Shipbuilding outfit Cosco Corporation (Singapore) Limited (SGX: F83) has had a tough time over the past three months with its shares falling by nearly 30% to S$0.375.

It’s no real surprise though, if we dig through some of the firm’s recent filings. In April and May, its customers had started asking for delays in the deliveries of their orders.

Then, in mid-July, Cosco had released a profit guidance, announcing that it will likely clock losses for the second-quarter of 2015. This turned out to be right, with the firm suffering a S$10.3 million loss for the quarter and a 26% year-on-year slump in revenue to S$853.5 million.

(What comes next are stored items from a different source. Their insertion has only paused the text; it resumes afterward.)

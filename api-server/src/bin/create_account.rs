use std::io::{self, Write};

use clap::Parser;
use sqlx::postgres::PgPoolOptions;

use mailflow_api::auth::{AuthConfig, JwtService};

#[derive(Parser, Debug)]
#[command(
    name = "create_account",
    about = "Create a mailflow account and print an access token for it"
)]
struct Args {
    /// Email address for the account (case insensitive).
    #[arg(long)]
    email: String,

    /// Optional display name to associate with the account.
    #[arg(long)]
    display_name: Option<String>,

    /// Issue a token for an existing account instead of failing.
    #[arg(long)]
    reuse: bool,
}

#[tokio::main]
async fn main() -> Result<(), Box<dyn std::error::Error>> {
    env_logger::Builder::from_env(env_logger::Env::default().default_filter_or("info"))
        .format_timestamp(None)
        .init();

    let args = Args::parse();
    let email = args.email.trim().to_lowercase();

    if !email.contains('@') {
        writeln!(io::stderr(), "error: email must contain '@'")?;
        std::process::exit(1);
    }

    let auth_config = AuthConfig::from_env()?;
    let jwt = JwtService::from_config(&auth_config)?;

    let database_url = std::env::var("DATABASE_URL")?;
    let pool = PgPoolOptions::new()
        .max_connections(2)
        .connect(&database_url)
        .await?;

    let existing: Option<(i32, i32)> = sqlx::query_as(
        "SELECT id, token_version FROM users WHERE lower(email) = lower($1)",
    )
    .bind(&email)
    .fetch_optional(&pool)
    .await?;

    let (user_id, token_version) = match existing {
        Some(found) if args.reuse => found,
        Some(_) => {
            writeln!(
                io::stderr(),
                "error: an account with email '{email}' already exists (use --reuse)."
            )?;
            std::process::exit(1);
        }
        None => {
            sqlx::query_as::<_, (i32, i32)>(
                "INSERT INTO users (email, display_name) VALUES ($1, $2) RETURNING id, token_version",
            )
            .bind(&email)
            .bind(args.display_name.as_deref())
            .fetch_one(&pool)
            .await?
        }
    };

    let token = jwt.issue_access_token(user_id, &email, token_version)?;

    log::info!("account {} ready for {}", user_id, email);
    println!("user_id={user_id}");
    println!("expires_at={}", token.expires_at.to_rfc3339());
    println!("token={}", token.token);

    Ok(())
}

These developments have likely acted as anchors on Cosco’s share price. Will things turn for the better anytime soon? Unfortunately, there are signs that more trouble may be ahead.

A yellow flag

One good way to detect for potential problems in the future with a company would be to scrutinise its accounts receivables. The accounts receivables line item is found in the balance sheet and it’s simply sales which have been booked but are not collected yet.

It’s entirely acceptable for any business to have accounts receivables. But, it may be a problem when the line item starts growing at a much faster rate than sales. “Whatever the cause, major increases in accounts receivables is a danger sign,” wrote investor and author Thornton O’glove in his book Quality of Earnings.

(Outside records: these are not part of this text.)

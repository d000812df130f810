use chrono::{DateTime, Duration, TimeZone, Utc};
use mailflow_api::delivery::{RetryCoordinator, RetryError};
use mailflow_api::models::{
    DeliveryStatus, DeliveryType, MessageDirection, NewDeliveryAttempt, NewMessage,
};
use mailflow_api::store::{MailStore, NewThread, PgStore};
use mailflow_api::test_support::{StubDispatcher, TestDatabase, TestDatabaseError};
use mailflow_api::threading::{ThreadAssembler, ThreadMatch, ThreadingConfig};
use serde_json::json;
use uuid::Uuid;

async fn provision() -> Option<TestDatabase> {
    match TestDatabase::new_from_env().await {
        Ok(db) => Some(db),
        Err(TestDatabaseError::MissingUrl) => {
            eprintln!("skipping database test: TEST_DATABASE_URL not set");
            None
        }
        Err(err) => panic!("failed to provision test database: {err:?}"),
    }
}

async fn insert_user(pool: &sqlx::PgPool, email: &str) -> i32 {
    sqlx::query_scalar("INSERT INTO users (email) VALUES ($1) RETURNING id")
        .bind(email)
        .fetch_one(pool)
        .await
        .expect("user inserted")
}

async fn insert_endpoint(pool: &sqlx::PgPool, user_id: i32) -> Uuid {
    let id = Uuid::new_v4();
    sqlx::query(
        "INSERT INTO endpoints (id, user_id, name, kind, config, is_active) \
         VALUES ($1, $2, 'hook', 'webhook', $3, TRUE)",
    )
    .bind(id)
    .bind(user_id)
    .bind(json!({ "url": "http://hook.invalid" }))
    .execute(pool)
    .await
    .expect("endpoint inserted");
    id
}

fn base_time() -> DateTime<Utc> {
    Utc.with_ymd_and_hms(2025, 3, 1, 9, 0, 0).unwrap()
}

fn inbound(user_id: i32, message_id: &str, from: &str, reply_to: Option<&str>) -> NewMessage {
    NewMessage {
        user_id,
        direction: MessageDirection::Inbound,
        message_id: message_id.to_string(),
        in_reply_to: reply_to.map(str::to_string),
        references: reply_to.map(|id| vec![id.to_string()]).unwrap_or_default(),
        subject: "Re: Invoice".to_string(),
        from_blob: Some(json!({ "addresses": [{ "name": "", "address": from }] }).to_string()),
        to_blob: Some(r#"["Support <support@acme.test>"]"#.to_string()),
        cc_blob: None,
        text_body: None,
        html_body: None,
        sent_at: base_time(),
        endpoint_id: None,
    }
}

#[tokio::test]
async fn reply_joins_thread_and_count_grows_by_one() {
    let Some(test_db) = provision().await else {
        return;
    };
    let pool = test_db.pool_clone();
    let user_id = insert_user(&pool, "owner@acme.test").await;

    let store = PgStore::new(pool.clone());
    let config = ThreadingConfig::default();
    let assembler = ThreadAssembler::new(&store, &config);

    let root = assembler
        .assemble(inbound(user_id, "root@x", "a@x.com", None))
        .await
        .expect("root stored");
    assert_eq!(root.matched, ThreadMatch::Created);

    let mut reply = inbound(user_id, "reply@x", "b@x.com", Some("root@x"));
    reply.sent_at = base_time() + Duration::minutes(10);
    let reply = assembler.assemble(reply).await.expect("reply stored");

    assert_eq!(reply.matched, ThreadMatch::Reference);
    assert_eq!(reply.thread.id, root.thread.id);
    assert_eq!(reply.thread.message_count, 2);
    assert_eq!(reply.position(), 1);
    assert_eq!(reply.thread.last_message_at, base_time() + Duration::minutes(10));

    let addresses: Vec<&str> = reply
        .thread
        .participants
        .iter()
        .map(|m| m.address.as_str())
        .collect();
    assert_eq!(addresses, vec!["a@x.com", "support@acme.test", "b@x.com"]);

    let found = store
        .find_thread_by_message_ids(user_id, &["reply@x".to_string()])
        .await
        .expect("lookup")
        .expect("thread found by member id");
    assert_eq!(found.id, root.thread.id);
    assert!(
        store
            .find_thread_by_message_ids(user_id, &["unknown@x".to_string()])
            .await
            .expect("lookup")
            .is_none()
    );

    let thread_rows: i64 = sqlx::query_scalar("SELECT COUNT(*) FROM email_threads")
        .fetch_one(&pool)
        .await
        .expect("count threads");
    assert_eq!(thread_rows, 1);
    let messages = store
        .list_thread_messages(user_id, root.thread.id)
        .await
        .expect("messages");
    let positions: Vec<Option<i32>> = messages.iter().map(|m| m.thread_position).collect();
    assert_eq!(positions, vec![Some(0), Some(1)]);

    test_db.close().await.expect("failed to drop test database");
}

#[tokio::test]
async fn retry_after_success_marks_failed_and_counts_attempt() {
    let Some(test_db) = provision().await else {
        return;
    };
    let pool = test_db.pool_clone();
    let user_id = insert_user(&pool, "owner@acme.test").await;
    let endpoint_id = insert_endpoint(&pool, user_id).await;

    let store = PgStore::new(pool.clone());
    let mut message = inbound(user_id, "routed@x", "a@x.com", None);
    message.endpoint_id = Some(endpoint_id);
    let seed = NewThread {
        root_message_id: "routed@x".to_string(),
        normalized_subject: "invoice".to_string(),
        participants: Vec::new(),
    };
    let (_, message) = store.create_thread(message, seed).await.expect("message stored");

    let delivery = store
        .insert_delivery(NewDeliveryAttempt {
            message_id: message.id,
            endpoint_id,
            delivery_type: DeliveryType::Webhook,
            status: DeliveryStatus::Success,
            attempts: 1,
            last_attempt_at: Some(base_time()),
            response_data: Some(json!({ "status": 200 })),
            error: None,
        })
        .await
        .expect("delivery stored");

    let dispatcher = StubDispatcher::failing("connection refused");
    let err = RetryCoordinator::new(&store, &dispatcher)
        .retry(user_id, message.id, delivery.id)
        .await
        .expect_err("dispatch fails");
    assert!(matches!(err, RetryError::DispatchFailed { .. }));

    let stored = store
        .get_delivery(delivery.id)
        .await
        .expect("lookup")
        .expect("delivery exists");
    assert_eq!(stored.status, DeliveryStatus::Failed);
    assert_eq!(stored.attempts, 2);
    assert!(stored.error.as_deref().unwrap_or_default().contains("connection refused"));
    assert!(stored.response_data.expect("response data")["error"].is_string());
    assert!(stored.last_attempt_at.expect("stamped") > base_time());

    sqlx::query("UPDATE endpoints SET is_active = FALSE WHERE id = $1")
        .bind(endpoint_id)
        .execute(&pool)
        .await
        .expect("endpoint deactivated");
    let err = RetryCoordinator::new(&store, &dispatcher)
        .retry(user_id, message.id, delivery.id)
        .await
        .expect_err("inactive endpoint");
    assert!(matches!(err, RetryError::EndpointInactive));

    let unchanged = store
        .get_delivery(delivery.id)
        .await
        .expect("lookup")
        .expect("delivery exists");
    assert_eq!(unchanged.attempts, 2);
    assert_eq!(dispatcher.calls().len(), 1);

    test_db.close().await.expect("failed to drop test database");
}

Large spikes in accounts receivables that are not accompanied by commensurate growth in revenue can be a symptom of big problems with a company’s business that are lurking beneath the surface.

As an example, the company may be dealing with rogue customers who are taking too long to pay, or who would never pay. In another instance, the firm may have been forced to extend loose credit terms to its customers in order to keep their business.

Cosco’s problem

With the above in mind, here’s a chart showing the year-on-year growth rates for Cosco’s quarterly revenue and accounts receivables over its past eight quarters:

Cosco's year-on-year growth rate in revenue and accounts receivable

Source: S&P Capital IQ

I trust it’s obvious to see that Cosco’s accounts receivables have been increasing at much faster rates than its revenue over its past four fiscal quarters. Now, this is not meant to say that the firm will definitely have to face even more serious problems in the foreseeable future. But, the issue with the ballooning accounts receivables is still something investors need to keep an eye on.

A Fool’s take

Cosco’s currently suspended from trading. That’s due to the pending release of an announcement dealing with a possible “significant transaction” that involves its parent company, the Chinese state-owned enterprise China Ocean Shipping (Group) Company.

At its current share price of S$0.375, Cosco’s valued at a very low price-to-book (PB) ratio of just 0.61. For some perspective, the SPDR STI ETF (SGX: ES3) – an exchange-traded fund tracking Singapore’s market barometer, the Straits Times Index  (SGX: ^STI) – has a PB ratio of 1.3 at the moment. When Cosco resumes trading of its shares, bargain hunters who are attracted to the firm by virtue of its low PB ratio might want to be aware of the risks involved.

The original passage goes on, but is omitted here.